((

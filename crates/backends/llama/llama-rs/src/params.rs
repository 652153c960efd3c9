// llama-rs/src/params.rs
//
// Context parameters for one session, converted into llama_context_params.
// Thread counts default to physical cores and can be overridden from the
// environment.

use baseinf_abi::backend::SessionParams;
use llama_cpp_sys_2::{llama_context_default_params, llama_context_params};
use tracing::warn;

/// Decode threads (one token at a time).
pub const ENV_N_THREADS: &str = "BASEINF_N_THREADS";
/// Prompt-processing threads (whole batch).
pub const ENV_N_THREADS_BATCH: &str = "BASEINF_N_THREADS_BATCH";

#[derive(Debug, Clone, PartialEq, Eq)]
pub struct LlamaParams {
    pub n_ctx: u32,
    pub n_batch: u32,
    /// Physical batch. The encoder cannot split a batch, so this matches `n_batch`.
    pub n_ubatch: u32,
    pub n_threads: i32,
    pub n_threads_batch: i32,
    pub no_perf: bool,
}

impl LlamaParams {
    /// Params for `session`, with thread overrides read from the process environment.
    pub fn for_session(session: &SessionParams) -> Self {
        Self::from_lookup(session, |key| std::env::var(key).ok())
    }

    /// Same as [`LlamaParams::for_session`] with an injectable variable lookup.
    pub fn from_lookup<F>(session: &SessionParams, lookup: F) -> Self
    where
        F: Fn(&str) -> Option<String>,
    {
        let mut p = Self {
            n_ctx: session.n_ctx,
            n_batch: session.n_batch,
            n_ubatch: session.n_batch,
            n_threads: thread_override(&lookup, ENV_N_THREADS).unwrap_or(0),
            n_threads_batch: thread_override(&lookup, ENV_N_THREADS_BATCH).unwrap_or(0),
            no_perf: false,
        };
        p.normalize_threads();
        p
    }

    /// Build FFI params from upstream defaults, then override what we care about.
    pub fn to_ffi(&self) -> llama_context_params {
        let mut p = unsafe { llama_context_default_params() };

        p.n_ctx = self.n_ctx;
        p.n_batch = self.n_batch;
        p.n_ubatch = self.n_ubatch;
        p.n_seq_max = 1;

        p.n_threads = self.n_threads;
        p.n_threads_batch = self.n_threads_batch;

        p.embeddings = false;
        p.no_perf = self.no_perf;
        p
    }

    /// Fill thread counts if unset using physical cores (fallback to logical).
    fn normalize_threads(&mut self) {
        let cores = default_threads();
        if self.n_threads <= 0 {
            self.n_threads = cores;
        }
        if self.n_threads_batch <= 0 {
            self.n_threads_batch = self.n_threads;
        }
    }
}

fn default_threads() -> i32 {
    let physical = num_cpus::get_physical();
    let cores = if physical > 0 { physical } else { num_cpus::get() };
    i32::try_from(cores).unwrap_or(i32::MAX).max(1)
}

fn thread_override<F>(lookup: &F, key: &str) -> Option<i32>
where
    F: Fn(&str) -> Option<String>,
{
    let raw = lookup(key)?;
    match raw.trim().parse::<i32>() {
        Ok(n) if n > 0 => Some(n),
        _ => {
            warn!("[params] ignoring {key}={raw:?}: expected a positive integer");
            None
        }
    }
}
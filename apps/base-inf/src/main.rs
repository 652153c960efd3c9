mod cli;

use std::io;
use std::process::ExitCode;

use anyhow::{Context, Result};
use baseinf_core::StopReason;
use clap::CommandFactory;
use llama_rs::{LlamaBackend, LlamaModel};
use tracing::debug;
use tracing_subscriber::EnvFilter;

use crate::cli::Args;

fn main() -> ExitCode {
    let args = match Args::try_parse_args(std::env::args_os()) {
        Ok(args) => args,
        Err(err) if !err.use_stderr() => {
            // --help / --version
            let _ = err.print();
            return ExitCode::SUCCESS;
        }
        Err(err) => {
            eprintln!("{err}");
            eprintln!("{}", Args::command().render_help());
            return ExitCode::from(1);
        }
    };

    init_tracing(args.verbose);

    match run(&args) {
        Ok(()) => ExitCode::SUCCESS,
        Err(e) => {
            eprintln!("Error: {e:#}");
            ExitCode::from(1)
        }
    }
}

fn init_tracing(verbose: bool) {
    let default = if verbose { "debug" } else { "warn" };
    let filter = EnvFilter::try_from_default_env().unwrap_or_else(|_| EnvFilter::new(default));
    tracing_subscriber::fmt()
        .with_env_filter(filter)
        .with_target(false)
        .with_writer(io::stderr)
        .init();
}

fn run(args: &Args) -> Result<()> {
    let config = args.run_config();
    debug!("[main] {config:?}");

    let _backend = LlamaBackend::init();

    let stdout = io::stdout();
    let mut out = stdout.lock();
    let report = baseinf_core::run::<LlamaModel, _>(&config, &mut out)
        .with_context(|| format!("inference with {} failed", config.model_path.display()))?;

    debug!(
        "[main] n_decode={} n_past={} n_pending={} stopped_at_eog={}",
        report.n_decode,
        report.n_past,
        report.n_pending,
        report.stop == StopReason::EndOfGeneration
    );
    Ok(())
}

))

> [Task to carry out] The answer should be a number alone: how many lines of the entries hold the word "return"?

> [Your solution] 2